My life with Eugene Ionesco has been an odd one.
I saw my first Ionesco play as a high school student. “The Bald Soprano” featured utter linguistic confusion as two couples, the Smiths and the Martins, traded non sequiturs in the Smiths’ prim living room. Miraculously, the director had squared the confusion by casting two pairs of identical twins as the leads. As the curtain fell, I had no idea what I had just seen. I only knew that this was different from the usual Arthur Miller staged at our local community theaters.

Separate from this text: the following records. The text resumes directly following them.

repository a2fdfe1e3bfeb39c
use clap::Parser;
use tracing_subscriber::{EnvFilter, fmt, prelude::*};

use teachspark::cli::{Cli, Commands};
use teachspark::config::Config;
use teachspark::core::{
    FeedbackReport, FeedbackService, SessionStore, StatusMarker, TranscriptService, VideoReference,
    extract_video_id,
};
use teachspark::error::{Error, Result};
use teachspark::server;

#[tokio::main]
async fn main() -> Result<()> {
    dotenvy::dotenv().ok();

    tracing_subscriber::registry()
        .with(fmt::layer())
        .with(
            EnvFilter::try_from_default_env()
                .unwrap_or_else(|_| EnvFilter::new("teachspark=info,tower_http=info")),
        )
        .init();

    let cli = Cli::parse();
    let config = Config::default();

    match cli.command {
        Some(Commands::Profile { path }) => run_profile(path).await?,
        Some(Commands::Video {
            url,
            start,
            end,
            languages,
        }) => run_video(url, start, end, languages).await?,
        Some(Commands::Feedback) => run_feedback(&config).await?,
        Some(Commands::Reset) => {
            SessionStore::default().clear()?;
            println!("Session state cleared.");
        }
        Some(Commands::Serve) | None => server::serve(config).await?,
    }

    Ok(())
}

async fn run_profile(path: std::path::PathBuf) -> Result<()> {
    let content = tokio::fs::read_to_string(&path).await?;
    let profile = serde_json::from_str(&content)?;

    let store = SessionStore::default();
    if store.profile_exists() {
        println!("Replacing the previously saved profile.");
    }
    let saved = store.save_profile(&profile).await?;
    println!("Profile saved to: {}", saved.display());
    Ok(())
}

async fn run_video(url: String, start: f64, end: f64, languages: String) -> Result<()> {
    let video_id =
        extract_video_id(&url).ok_or_else(|| Error::custom("Invalid video URL or ID"))?;
    println!("Processing video: {video_id}");

    let languages: Vec<&str> = languages.split(',').map(|s| s.trim()).collect();
    let service = TranscriptService::new()?;

    println!("Fetching transcript...");
    let outcome = service.fetch(&video_id, &languages).await;
    if let Some(reason) = outcome.reason() {
        println!("Could not fetch captions ({reason}); using the built-in sample transcript.");
    }

    let result = outcome.into_value();
    let video = VideoReference {
        video_id,
        url,
        time_range: [start, end],
        transcript: result.transcript,
    };

    let store = SessionStore::default();
    if store.video_exists() {
        println!("Replacing the previously saved video data.");
    }
    let saved = store.save_video(&video).await?;
    println!("Video data saved to: {}", saved.display());
    Ok(())
}

async fn run_feedback(config: &Config) -> Result<()> {
    let store = SessionStore::default();
    let profile = store.load_profile().await?;
    let video = store.load_video().await?;

    let service = FeedbackService::new(config.openai_api_key.as_deref(), &config.openai_model);

    println!("Generating feedback for video {}...", video.video_id);
    let outcome = service.analyze(&profile, &video.transcript).await;

    if outcome.is_fallback() {
        match outcome.reason() {
            Some(reason) => println!("Analysis failed ({reason}); showing sample feedback.\n"),
            None => println!("No API key configured; showing sample feedback.\n"),
        }
    }

    print_report(outcome.value());
    Ok(())
}

fn print_report(report: &FeedbackReport) {
    if !report.overall_feedback.is_empty() {
        println!("OVERALL FEEDBACK");
        println!("{}\n", report.overall_feedback);
    }

    print_list("STRENGTHS", &report.summary.strengths);
    print_list("AREAS FOR IMPROVEMENT", &report.summary.areas_for_improvement);
    print_list("AVOID / RETHINK", &report.summary.avoid_rethink);

    print_domain("PLANNING AND PREPARATION", &report.domains.planning);
    print_domain("CLASSROOM ENVIRONMENT", &report.domains.environment);
    print_domain("INSTRUCTION", &report.domains.instruction);
}

fn print_list(title: &str, items: &[String]) {
    if items.is_empty() {
        return;
    }
    println!("{title}");
    for item in items {
        println!("  - {item}");
    }
    println!();
}

fn print_domain(title: &str, items: &[String]) {
    if items.is_empty() {
        return;
    }
    println!("{title}");
    for item in items {
        let label = match StatusMarker::detect(item) {
            Some(StatusMarker::Strength) => "strength",
            Some(StatusMarker::Improvement) => "improve ",
            Some(StatusMarker::Concern) => "rethink ",
            None => "note    ",
        };
        println!("  [{label}] {item}");
    }
    println!();
}
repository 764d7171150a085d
// src/dag/store.rs

//! Result store ("blackboard") shared between batches of a single run.

use std::collections::{HashMap, HashSet};

use tracing::debug;

use crate::errors::{Result, RuleflowError};
use crate::types::{OutputRef, RuleName};

/// Mapping from rule name to the output references its job produced.
///
/// Every rule of the run starts out mapped to an empty sequence. An entry is
/// written at most once, after the rule's job reached `ready`.
#[derive(Debug, Clone, Default)]
pub struct ResultStore {
    outputs: HashMap<RuleName, Vec<OutputRef>>,
    recorded: HashSet<RuleName>,
}

impl ResultStore {
    pub fn new<I, S>(rules: I) -> Self
    where
        I: IntoIterator<Item = S>,
        S: Into<RuleName>,
    {
        Self {
            outputs: rules.into_iter().map(|r| (r.into(), Vec::new())).collect(),
            recorded: HashSet::new(),
        }
    }

    /// Output references of `rule`; empty if unknown or not yet recorded.
    pub fn outputs_of(&self, rule: &str) -> &[OutputRef] {
        self.outputs
            .get(rule)
            .map(|o| o.as_slice())
            .unwrap_or(&[])
    }

    /// Whether `rule` has produced at least one output reference.
    pub fn has_outputs(&self, rule: &str) -> bool {
        !self.outputs_of(rule).is_empty()
    }

    pub fn is_recorded(&self, rule: &str) -> bool {
        self.recorded.contains(rule)
    }

    /// Record the outputs of a completed rule. Fails if the rule is not part
    /// of this run or was already recorded.
    pub fn record(&mut self, rule: &str, outputs: Vec<OutputRef>) -> Result<()> {
        let slot = self
            .outputs
            .get_mut(rule)
            .ok_or_else(|| RuleflowError::UnknownRule(rule.to_string()))?;

        if !self.recorded.insert(rule.to_string()) {
            return Err(RuleflowError::ResultAlreadyRecorded(rule.to_string()));
        }

        debug!(rule = %rule, outputs = outputs.len(), "recording rule outputs");
        *slot = outputs;
        Ok(())
    }

    /// Inputs for a rule with the given sub-rules: their outputs concatenated
    /// in sub-rule order.
    pub fn resolve_inputs(&self, sub_rules: &[RuleName]) -> Vec<OutputRef> {
        sub_rules
            .iter()
            .flat_map(|sub| self.outputs_of(sub).iter().cloned())
            .collect()
    }
}
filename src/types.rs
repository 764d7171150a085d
// src/types.rs

use std::fmt;

/// Canonical rule name type used throughout the crate.
pub type RuleName = String;

/// Opaque locator for data produced by a completed job.
///
/// The scheduler never looks inside an `OutputRef`; it only moves them from
/// the job that produced them to the jobs that consume them.
#[derive(Debug, Clone, PartialEq, Eq, Hash, PartialOrd, Ord)]
pub struct OutputRef(String);

impl OutputRef {
    pub fn new(locator: impl Into<String>) -> Self {
        Self(locator.into())
    }

    pub fn as_str(&self) -> &str {
        &self.0
    }
}

impl fmt::Display for OutputRef {
    fn fmt(&self, f: &mut fmt::Formatter<'_>) -> fmt::Result {
        f.write_str(&self.0)
    }
}

impl From<&str> for OutputRef {
    fn from(s: &str) -> Self {
        Self::new(s)
    }
}

impl From<String> for OutputRef {
    fn from(s: String) -> Self {
        Self(s)
    }
}
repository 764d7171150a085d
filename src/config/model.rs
// src/config/model.rs

use std::collections::BTreeMap;
use std::time::Duration;

use serde::Deserialize;

/// Top-level configuration as read from a TOML rule file, before validation.
///
/// ```toml
/// [config]
/// root = "report"
/// poll_interval_ms = 5000
///
/// [rule.fetch]
/// cmd = "./fetch.sh"
/// sources = ["s3://bucket/day=1"]
/// min_inputs = 1
///
/// [rule.report]
/// cmd = "./report.sh"
/// sub_rules = ["fetch"]
/// ```
///
/// All sections are optional and have reasonable defaults.
#[derive(Debug, Clone, Deserialize)]
pub struct RawConfigFile {
    /// Global behaviour config from `[config]`.
    #[serde(default)]
    pub config: ConfigSection,

    /// All rules from `[rule.<name>]`, keyed by rule name.
    #[serde(default)]
    pub rule: BTreeMap<String, RuleConfig>,
}

/// Validated configuration.
///
/// Only obtainable through `TryFrom<RawConfigFile>`, so holding one means the
/// rule graph is known to be a finite DAG with resolvable references.
#[derive(Debug, Clone)]
pub struct ConfigFile {
    pub config: ConfigSection,
    pub rule: BTreeMap<String, RuleConfig>,
}

impl ConfigFile {
    pub(crate) fn new_unchecked(config: ConfigSection, rule: BTreeMap<String, RuleConfig>) -> Self {
        Self { config, rule }
    }
}

/// `[config]` section.
#[derive(Debug, Clone, Deserialize)]
pub struct ConfigSection {
    /// Terminal rule to execute. If `None`, the single rule that no other
    /// rule depends on is used.
    #[serde(default)]
    pub root: Option<String>,

    /// Bounded wait (milliseconds) for each backend poll.
    #[serde(default = "default_poll_interval_ms")]
    pub poll_interval_ms: u64,
}

fn default_poll_interval_ms() -> u64 {
    5000
}

impl ConfigSection {
    pub fn poll_interval(&self) -> Duration {
        Duration::from_millis(self.poll_interval_ms)
    }
}

impl Default for ConfigSection {
    fn default() -> Self {
        Self {
            root: None,
            poll_interval_ms: default_poll_interval_ms(),
        }
    }
}

/// `[rule.<name>]` section.
#[derive(Debug, Clone, Deserialize)]
pub struct RuleConfig {
    /// Shell command that performs the rule's work.
    pub cmd: String,

    /// Direct dependencies. Their outputs, concatenated in this order, become
    /// this rule's inputs.
    #[serde(default)]
    pub sub_rules: Vec<String>,

    /// Static input references handed to the job before any sub-rule outputs.
    #[serde(default)]
    pub sources: Vec<String>,

    /// The job is not started when fewer inputs than this are available.
    #[serde(default)]
    pub min_inputs: usize,
}
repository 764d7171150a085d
pub mod builders;
pub mod fake_backend;

use std::sync::Once;
use tracing_subscriber::{fmt, EnvFilter};

static INIT: Once = Once::new();

/// Initialise tracing for tests.
///
/// - Uses `with_test_writer()`, so logs are captured per-test.
/// - The Rust test harness only prints captured output for **failing** tests
///   (unless you run with `-- --nocapture`).
///
/// Enable levels with e.g.:
/// `RUST_LOG=debug cargo test`
pub fn init_tracing() {
    INIT.call_once(|| {
        let filter =
            EnvFilter::try_from_default_env().unwrap_or_else(|_| EnvFilter::new("info"));

        fmt()
            .with_env_filter(filter)
            .with_test_writer() // print only for failing tests unless --nocapture
            .with_target(true)
            .init();
    });
}

/// Run a future with a 5-second timeout.
#[allow(dead_code)]
pub async fn with_timeout<F, T>(f: F) -> T
where
    F: std::future::Future<Output = T>,
{
    tokio::time::timeout(std::time::Duration::from_secs(5), f)
        .await
        .expect("Test timed out after 5 seconds")
}
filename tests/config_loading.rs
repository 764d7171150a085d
// tests/config_loading.rs

use std::io::Write;
use std::time::Duration;

use ruleflow::config::{load_and_validate, ConfigFile};
use ruleflow::dag::{RuleGraph, RuleSet};
use ruleflow::engine::ExecutionSettings;
use ruleflow::errors::RuleflowError;
use ruleflow::types::OutputRef;
use ruleflow_test_utils::builders::{ConfigFileBuilder, RuleConfigBuilder};
use tempfile::NamedTempFile;

fn write_config(contents: &str) -> NamedTempFile {
    let mut file = NamedTempFile::new().unwrap();
    write!(file, "{contents}").unwrap();
    file
}

#[test]
fn loads_rules_with_defaults() {
    let file = write_config(
        r#"
[rule.fetch]
cmd = "echo fetched"
sources = ["s3://bucket/a", "s3://bucket/b"]
min_inputs = 1

[rule.report]
cmd = "echo report"
sub_rules = ["fetch"]
"#,
    );

    let cfg = load_and_validate(file.path()).unwrap();
    assert_eq!(cfg.config.poll_interval_ms, 5000);
    assert!(cfg.config.root.is_none());
    assert_eq!(
        ExecutionSettings::from_config(&cfg.config).poll_interval,
        Duration::from_secs(5)
    );

    let graph = RuleSet::from_config(&cfg);
    let fetch = graph.rule("fetch").unwrap();
    assert_eq!(fetch.min_inputs, 1);
    assert_eq!(
        fetch.sources,
        vec![OutputRef::from("s3://bucket/a"), OutputRef::from("s3://bucket/b")]
    );
    assert_eq!(graph.flatten("report").unwrap(), vec!["fetch", "report"]);
}

#[test]
fn cycle_returns_structured_error() {
    let file = write_config(
        r#"
[rule.A]
cmd = "echo A"
sub_rules = ["B"]

[rule.B]
cmd = "echo B"
sub_rules = ["A"]
"#,
    );

    let err = load_and_validate(file.path()).unwrap_err();
    assert!(matches!(err, RuleflowError::DagCycle(_)), "got {err:?}");
}

#[test]
fn unknown_sub_rule_is_rejected() {
    let raw = ConfigFileBuilder::new()
        .with_rule("A", RuleConfigBuilder::new("echo A").sub_rule("ghost").build())
        .build_raw();

    let err = ConfigFile::try_from(raw).unwrap_err();
    match err {
        RuleflowError::ConfigError(msg) => assert!(msg.contains("ghost")),
        other => panic!("expected ConfigError, got {other:?}"),
    }
}

#[test]
fn self_dependency_is_rejected() {
    let raw = ConfigFileBuilder::new()
        .with_rule("A", RuleConfigBuilder::new("echo A").sub_rule("A").build())
        .build_raw();

    assert!(matches!(
        ConfigFile::try_from(raw),
        Err(RuleflowError::ConfigError(_))
    ));
}

#[test]
fn zero_poll_interval_and_unknown_root_are_rejected() {
    let raw = ConfigFileBuilder::new()
        .with_rule("A", RuleConfigBuilder::new("echo A").build())
        .poll_interval_ms(0)
        .build_raw();
    assert!(matches!(
        ConfigFile::try_from(raw),
        Err(RuleflowError::ConfigError(_))
    ));

    let raw = ConfigFileBuilder::new()
        .with_rule("A", RuleConfigBuilder::new("echo A").build())
        .root("B")
        .build_raw();
    assert!(matches!(
        ConfigFile::try_from(raw),
        Err(RuleflowError::ConfigError(_))
    ));
}

#[test]
fn empty_config_is_rejected() {
    let file = write_config("[config]\npoll_interval_ms = 100\n");
    assert!(matches!(
        load_and_validate(file.path()),
        Err(RuleflowError::ConfigError(_))
    ));
}

#[test]
fn invalid_toml_surfaces_as_toml_error() {
    let file = write_config("[rule.A\ncmd = ");
    assert!(matches!(
        load_and_validate(file.path()),
        Err(RuleflowError::TomlError(_))
    ));
}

When I was studying theology in Paris, I directed a school production of “Vacation,” a short Ionesco play about provincial tourists loose on the Right Bank. They quickly fall into the sewers, plunge out of a window in the Louvre and take a wrong turn at Notre Dame, ending up 480 miles south in Marseilles. I always remember the farce as tinged with tragedy. The three actors in the cast all fell seriously ill afterward; one actress unexpectedly died on the operating table.
And then I met Ionesco in person. In 1981 the new Socialist government of France announced that it would fund abortion under the national health care plan. Abortion had been legal in France since 1975, but the previous government had treated it as an evil tolerated in cases of distress, not as a right or an entitlement. Laissez-les-vivre, France’s leading pro-life organization, had organized a protest demonstration near the National Assembly in Paris. As we stood in the drizzle, I noticed a paunchy, balding, diminutive man across from me in a large raincoat. It was Ionesco. He briefly took the microphone and said words to the effect that this is what we’ve come to, that we shouldn’t be silent and that the only causes worth fighting for are the lost ones. He handed the microphone back, pulled up his coat collar and sauntered out into the rain. When I returned to the Bibliothèque Nationale, I discovered “The Inalienable Right to Life,” Ionesco’s 1975 essay lambasting the growing European movement to exempt the incurably ill and the unborn child from the legal ban on homicide.
I encountered Ionesco again this spring when Loyola Maryland’s dramatics society staged a production of his 1959 play “Rhinoceros.” The plot is simplicity itself. In a small French provincial town, the residents are turning into rhinoceroses, one by one. By the end of the play, one man, Berenger, refuses to join the rampaging herd. At its original opening, left-wing critics claimed that the play was a critique of fascism; right-wing critics argued that it condemned communism. Suspicious of all political utopias, Ionesco rejected the efforts at a partisan recuperation of the drama.
With the Cold War behind us, the philosophical steel of “Rhinoceros” seems clearer. The alcoholic anti-hero Berenger confronts a series of modern creeds that have destroyed the dignity of the human person. His friend Jean is a thoroughgoing naturalist. There is no difference between humans and other animals. “I’m sick of moral standards! Morality is against Nature! The law of the jungle suits me just fine!” The hyperlogical Dudard is a relativist. “Morality is a matter of opinion. Who can say where the normal stops and the abnormal begins?” Berenger’s girlfriend, “Daisy,” is a social conformist. The majority determines what is right. “We must be sensible. We must adapt ourselves and try to get along with the rhinoceroses. They look happy.” Before each of these characters turns into a rhinoceros, each had already made a theoretical surrender of his or her humanity. The human soul had disappeared long before the bellowing transmutation.
At the play’s conclusion, Berenger stands alone. “I’m the last man left. I’m staying that way until the end. I’m not capitulating!” Ionesco never hid the fact that Berenger, the decrepit anti-hero who haunts his later plays, was an autobiographical mask.
Berenger/Ionesco seems to have walked off the pages of Henri de Lubac’s Drama of Atheist Humanism. He cannot explain why we must resist the growing loss of our humanity. He cannot appeal to God as the source and end of the soul. He can only shout that we must resist. In the rain with a gaggle of dispirited demonstrators, he can only urge us to refuse the allure of our new culture of death. It is a moral imperative, not the prospect of political victory, that galvanizes the long resistance. The absurd has become the pellucid.